-- Opening Marker --

//! Prelude module for the crate.
//!
//! Re-exports the types most callers need. `use tickchart::prelude::*;` brings them all
//! into scope at once.

pub use crate::{
    binary::{BinaryCheckpoint, BinaryCursor, Endian, FromBytes},
    buffer::OwnedBuffer,
    chart::{ChartEventType, ChartReader, ChartSection},
    dta::DtaReader,
    error::{LoadError, ReadError, Result, SectionNesting},
    flat_map::FlatMap,
    ini::{IniFile, IniSection},
    midi::{MidiEvent, MidiEventType, MidiHeader, MidiNote, MidiReader, PhaseShiftSysEx},
    settings::{DrumsType, ParseSettings, SourceFormat},
    song::{Instrument, InstrumentKind, SongChart},
    sync::{Beat, BeatStyle, DualPosition, SyncTrack, Tempo, TimeSig},
    text::{TextCursor, line::LineReader},
    track::{
        Difficulty, DifficultyTrack, InstrumentTrack, TextEvents,
        drums::{DrumNote, DrumPad, Dynamics},
        note::{ForceState, FretNote, Sustain, TrackNote},
        phrase::{PhraseTracker, SpecialPhrase, SpecialPhraseType},
        vocals::{VocalNote, VocalTrack},
    },
};
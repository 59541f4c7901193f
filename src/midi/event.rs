//! MIDI event kinds and payload types.

/// The kind of a decoded MIDI event.
#[derive(Debug, Clone, Copy, PartialEq, Eq, Hash)]
#[cfg_attr(feature = "serde", derive(serde::Serialize, serde::Deserialize))]
pub enum MidiEventType {
    /// `0x8n`
    NoteOff,
    /// `0x9n`
    NoteOn,
    /// `0xAn`
    KeyPressure,
    /// `0xBn`
    ControlChange,
    /// `0xCn`
    ProgramChange,
    /// `0xDn`
    ChannelPressure,
    /// `0xEn`
    PitchWheel,
    /// `0xF0`
    SysEx,
    /// `0xF7`, a continuation or escape packet.
    SysExEnd,
    /// `0xF2`
    SongPosition,
    /// `0xF3`
    SongSelect,
    /// Any other system byte, carrying no payload.
    System(u8),
    /// Meta `0x00`
    SequenceNumber,
    /// Meta `0x01`
    Text,
    /// Meta `0x02`
    Copyright,
    /// Meta `0x03`
    TrackName,
    /// Meta `0x04`
    InstrumentName,
    /// Meta `0x05`
    Lyric,
    /// Meta `0x06`
    Marker,
    /// Meta `0x07`
    CuePoint,
    /// Meta `0x08..=0x0F`, text events without a standard meaning.
    OtherText(u8),
    /// Meta `0x20`
    ChannelPrefix,
    /// Meta `0x2F`
    EndOfTrack,
    /// Meta `0x51`
    Tempo,
    /// Meta `0x54`
    SmpteOffset,
    /// Meta `0x58`
    TimeSig,
    /// Meta `0x59`
    KeySig,
    /// Meta `0x7F`
    SequencerSpecific,
    /// Any other meta type.
    UnknownMeta(u8),
}

impl MidiEventType {
    /// Classifies a channel-voice status byte (`0x80..=0xEF`).
    #[must_use]
    pub const fn from_channel_status(status: u8) -> Option<Self> {
        Some(match status & 0xF0 {
            0x80 => Self::NoteOff,
            0x90 => Self::NoteOn,
            0xA0 => Self::KeyPressure,
            0xB0 => Self::ControlChange,
            0xC0 => Self::ProgramChange,
            0xD0 => Self::ChannelPressure,
            0xE0 => Self::PitchWheel,
            _ => return None,
        })
    }

    /// Classifies a meta type byte.
    #[must_use]
    pub const fn from_meta_type(meta: u8) -> Self {
        match meta {
            0x00 => Self::SequenceNumber,
            0x01 => Self::Text,
            0x02 => Self::Copyright,
            0x03 => Self::TrackName,
            0x04 => Self::InstrumentName,
            0x05 => Self::Lyric,
            0x06 => Self::Marker,
            0x07 => Self::CuePoint,
            0x08..=0x0F => Self::OtherText(meta),
            0x20 => Self::ChannelPrefix,
            0x2F => Self::EndOfTrack,
            0x51 => Self::Tempo,
            0x54 => Self::SmpteOffset,
            0x58 => Self::TimeSig,
            0x59 => Self::KeySig,
            0x7F => Self::SequencerSpecific,
            other => Self::UnknownMeta(other),
        }
    }

    /// Payload length of a channel-voice message.
    #[must_use]
    pub const fn channel_payload_len(self) -> usize {
        match self {
            Self::ProgramChange | Self::ChannelPressure => 1,
            _ => 2,
        }
    }

    /// Whether the payload is a text meta event.
    #[must_use]
    pub const fn is_text(self) -> bool {
        matches!(
            self,
            Self::Text
                | Self::Copyright
                | Self::TrackName
                | Self::InstrumentName
                | Self::Lyric
                | Self::Marker
                | Self::CuePoint
                | Self::OtherText(_)
        )
    }

    /// Whether this is a note on or note off.
    #[must_use]
    pub const fn is_note(self) -> bool {
        matches!(self, Self::NoteOn | Self::NoteOff)
    }
}

/// A decoded event header. The payload is read through the reader's `extract_*` methods.
#[derive(Debug, Clone, Copy, PartialEq, Eq, Hash)]
#[cfg_attr(feature = "serde", derive(serde::Serialize, serde::Deserialize))]
pub struct MidiEvent {
    /// Absolute tick within the track.
    pub tick: u64,
    /// What the event is.
    pub kind: MidiEventType,
    /// The channel of a channel-voice message, 0 otherwise.
    pub channel: u8,
    /// Payload length in bytes.
    pub length: usize,
}

/// The payload of a note on or note off.
#[derive(Debug, Clone, Copy, PartialEq, Eq, Hash)]
#[cfg_attr(feature = "serde", derive(serde::Serialize, serde::Deserialize))]
pub struct MidiNote {
    /// Key number.
    pub value: u8,
    /// Velocity.
    pub velocity: u8,
}

impl MidiNote {
    /// Whether this note starts a span: a note on with non-zero velocity. A note on with
    /// velocity 0 is a note off.
    #[must_use]
    pub const fn is_on(&self, kind: MidiEventType) -> bool {
        matches!(kind, MidiEventType::NoteOn) && self.velocity > 0
    }
}

/// What a Phase Shift SysEx event switches.
#[derive(Debug, Clone, Copy, PartialEq, Eq, Hash)]
#[cfg_attr(feature = "serde", derive(serde::Serialize, serde::Deserialize))]
pub enum PhaseShiftKind {
    /// Green notes become open notes.
    OpenNote,
    /// Notes become tap notes.
    TapNote,
    /// Any other switch.
    Other(u8),
}

/// A Phase Shift SysEx event: `50 53 00 00 <difficulty> <kind> <enable> [F7]`.
#[derive(Debug, Clone, Copy, PartialEq, Eq, Hash)]
#[cfg_attr(feature = "serde", derive(serde::Serialize, serde::Deserialize))]
pub struct PhaseShiftSysEx {
    /// Difficulty index 0-3, or `None` for all difficulties.
    pub difficulty: Option<u8>,
    /// What is switched.
    pub kind: PhaseShiftKind,
    /// Whether the switch turns on.
    pub enabled: bool,
}

impl PhaseShiftSysEx {
    const TAG: [u8; 4] = [0x50, 0x53, 0x00, 0x00];
    const ALL_DIFFICULTIES: u8 = 0xFF;

    /// Parses a SysEx payload, returning `None` if it is not a Phase Shift event.
    #[must_use]
    pub fn parse(payload: &[u8]) -> Option<Self> {
        let [tag @ .., difficulty, kind, enabled] = payload.get(..7)? else {
            return None;
        };
        if *tag != Self::TAG {
            return None;
        }
        Some(Self {
            difficulty: (*difficulty != Self::ALL_DIFFICULTIES).then_some(*difficulty),
            kind: match kind {
                0x01 => PhaseShiftKind::OpenNote,
                0x04 => PhaseShiftKind::TapNote,
                other => PhaseShiftKind::Other(*other),
            },
            enabled: *enabled != 0,
        })
    }

    /// Whether this event applies to difficulty `index`.
    #[must_use]
    pub fn applies_to(&self, index: usize) -> bool {
        self.difficulty
            .is_none_or(|difficulty| usize::from(difficulty) == index)
    }
}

-- Closing Marker --

• [INSTRUCTIONS TO FOLLOW]:
The material is to be transcribed once more, exactly and completely.

• [RESULT]:
//! Prelude module for the crate.
//!
//! Re-exports the types most callers need. `use tickchart::prelude::*;` brings them all
//! into scope at once.

pub use crate::{
    binary::{BinaryCheckpoint, BinaryCursor, Endian, FromBytes},
    buffer::OwnedBuffer,
    chart::{ChartEventType, ChartReader, ChartSection},
    dta::DtaReader,
    error::{LoadError, ReadError, Result, SectionNesting},
    flat_map::FlatMap,
    ini::{IniFile, IniSection},
    midi::{MidiEvent, MidiEventType, MidiHeader, MidiNote, MidiReader, PhaseShiftSysEx},
    settings::{DrumsType, ParseSettings, SourceFormat},
    song::{Instrument, InstrumentKind, SongChart},
    sync::{Beat, BeatStyle, DualPosition, SyncTrack, Tempo, TimeSig},
    text::{TextCursor, line::LineReader},
    track::{
        Difficulty, DifficultyTrack, InstrumentTrack, TextEvents,
        drums::{DrumNote, DrumPad, Dynamics},
        note::{ForceState, FretNote, Sustain, TrackNote},
        phrase::{PhraseTracker, SpecialPhrase, SpecialPhraseType},
        vocals::{VocalNote, VocalTrack},
    },
};
repository 59541f4c7901193f
filename src/midi/event.rs
//! MIDI event kinds and payload types.

/// The kind of a decoded MIDI event.
#[derive(Debug, Clone, Copy, PartialEq, Eq, Hash)]
#[cfg_attr(feature = "serde", derive(serde::Serialize, serde::Deserialize))]
pub enum MidiEventType {
    /// `0x8n`
    NoteOff,
    /// `0x9n`
    NoteOn,
    /// `0xAn`
    KeyPressure,
    /// `0xBn`
    ControlChange,
    /// `0xCn`
    ProgramChange,
    /// `0xDn`
    ChannelPressure,
    /// `0xEn`
    PitchWheel,
    /// `0xF0`
    SysEx,
    /// `0xF7`, a continuation or escape packet.
    SysExEnd,
    /// `0xF2`
    SongPosition,
    /// `0xF3`
    SongSelect,
    /// Any other system byte, carrying no payload.
    System(u8),
    /// Meta `0x00`
    SequenceNumber,
    /// Meta `0x01`
    Text,
    /// Meta `0x02`
    Copyright,
    /// Meta `0x03`
    TrackName,
    /// Meta `0x04`
    InstrumentName,
    /// Meta `0x05`
    Lyric,
    /// Meta `0x06`
    Marker,
    /// Meta `0x07`
    CuePoint,
    /// Meta `0x08..=0x0F`, text events without a standard meaning.
    OtherText(u8),
    /// Meta `0x20`
    ChannelPrefix,
    /// Meta `0x2F`
    EndOfTrack,
    /// Meta `0x51`
    Tempo,
    /// Meta `0x54`
    SmpteOffset,
    /// Meta `0x58`
    TimeSig,
    /// Meta `0x59`
    KeySig,
    /// Meta `0x7F`
    SequencerSpecific,
    /// Any other meta type.
    UnknownMeta(u8),
}

impl MidiEventType {
    /// Classifies a channel-voice status byte (`0x80..=0xEF`).
    #[must_use]
    pub const fn from_channel_status(status: u8) -> Option<Self> {
        Some(match status & 0xF0 {
            0x80 => Self::NoteOff,
            0x90 => Self::NoteOn,
            0xA0 => Self::KeyPressure,
            0xB0 => Self::ControlChange,
            0xC0 => Self::ProgramChange,
            0xD0 => Self::ChannelPressure,
            0xE0 => Self::PitchWheel,
            _ => return None,
        })
    }

    /// Classifies a meta type byte.
    #[must_use]
    pub const fn from_meta_type(meta: u8) -> Self {
        match meta {
            0x00 => Self::SequenceNumber,
            0x01 => Self::Text,
            0x02 => Self::Copyright,
            0x03 => Self::TrackName,
            0x04 => Self::InstrumentName,
            0x05 => Self::Lyric,
            0x06 => Self::Marker,
            0x07 => Self::CuePoint,
            0x08..=0x0F => Self::OtherText(meta),
            0x20 => Self::ChannelPrefix,
            0x2F => Self::EndOfTrack,
            0x51 => Self::Tempo,
            0x54 => Self::SmpteOffset,
            0x58 => Self::TimeSig,
            0x59 => Self::KeySig,
            0x7F => Self::SequencerSpecific,
            other => Self::UnknownMeta(other),
        }
    }

    /// Payload length of a channel-voice message.
    #[must_use]
    pub const fn channel_payload_len(self) -> usize {
        match self {
            Self::ProgramChange | Self::ChannelPressure => 1,
            _ => 2,
        }
    }

    /// Whether the payload is a text meta event.
    #[must_use]
    pub const fn is_text(self) -> bool {
        matches!(
            self,
            Self::Text
                | Self::Copyright
                | Self::TrackName
                | Self::InstrumentName
                | Self::Lyric
                | Self::Marker
                | Self::CuePoint
                | Self::OtherText(_)
        )
    }

    /// Whether this is a note on or note off.
    #[must_use]
    pub const fn is_note(self) -> bool {
        matches!(self, Self::NoteOn | Self::NoteOff)
    }
}

/// A decoded event header. The payload is read through the reader's `extract_*` methods.
#[derive(Debug, Clone, Copy, PartialEq, Eq, Hash)]
#[cfg_attr(feature = "serde", derive(serde::Serialize, serde::Deserialize))]
pub struct MidiEvent {
    /// Absolute tick within the track.
    pub tick: u64,
    /// What the event is.
    pub kind: MidiEventType,
    /// The channel of a channel-voice message, 0 otherwise.
    pub channel: u8,
    /// Payload length in bytes.
    pub length: usize,
}

/// The payload of a note on or note off.
#[derive(Debug, Clone, Copy, PartialEq, Eq, Hash)]
#[cfg_attr(feature = "serde", derive(serde::Serialize, serde::Deserialize))]
pub struct MidiNote {
    /// Key number.
    pub value: u8,
    /// Velocity.
    pub velocity: u8,
}

impl MidiNote {
    /// Whether this note starts a span: a note on with non-zero velocity. A note on with
    /// velocity 0 is a note off.
    #[must_use]
    pub const fn is_on(&self, kind: MidiEventType) -> bool {
        matches!(kind, MidiEventType::NoteOn) && self.velocity > 0
    }
}

/// What a Phase Shift SysEx event switches.
#[derive(Debug, Clone, Copy, PartialEq, Eq, Hash)]
#[cfg_attr(feature = "serde", derive(serde::Serialize, serde::Deserialize))]
pub enum PhaseShiftKind {
    /// Green notes become open notes.
    OpenNote,
    /// Notes become tap notes.
    TapNote,
    /// Any other switch.
    Other(u8),
}

/// A Phase Shift SysEx event: `50 53 00 00 <difficulty> <kind> <enable> [F7]`.
#[derive(Debug, Clone, Copy, PartialEq, Eq, Hash)]
#[cfg_attr(feature = "serde", derive(serde::Serialize, serde::Deserialize))]
pub struct PhaseShiftSysEx {
    /// Difficulty index 0-3, or `None` for all difficulties.
    pub difficulty: Option<u8>,
    /// What is switched.
    pub kind: PhaseShiftKind,
    /// Whether the switch turns on.
    pub enabled: bool,
}

impl PhaseShiftSysEx {
    const TAG: [u8; 4] = [0x50, 0x53, 0x00, 0x00];
    const ALL_DIFFICULTIES: u8 = 0xFF;

    /// Parses a SysEx payload, returning `None` if it is not a Phase Shift event.
    #[must_use]
    pub fn parse(payload: &[u8]) -> Option<Self> {
        let [tag @ .., difficulty, kind, enabled] = payload.get(..7)? else {
            return None;
        };
        if *tag != Self::TAG {
            return None;
        }
        Some(Self {
            difficulty: (*difficulty != Self::ALL_DIFFICULTIES).then_some(*difficulty),
            kind: match kind {
                0x01 => PhaseShiftKind::OpenNote,
                0x04 => PhaseShiftKind::TapNote,
                other => PhaseShiftKind::Other(*other),
            },
            enabled: *enabled != 0,
        })
    }

    /// Whether this event applies to difficulty `index`.
    #[must_use]
    pub fn applies_to(&self, index: usize) -> bool {
        self.difficulty
            .is_none_or(|difficulty| usize::from(difficulty) == index)
    }
}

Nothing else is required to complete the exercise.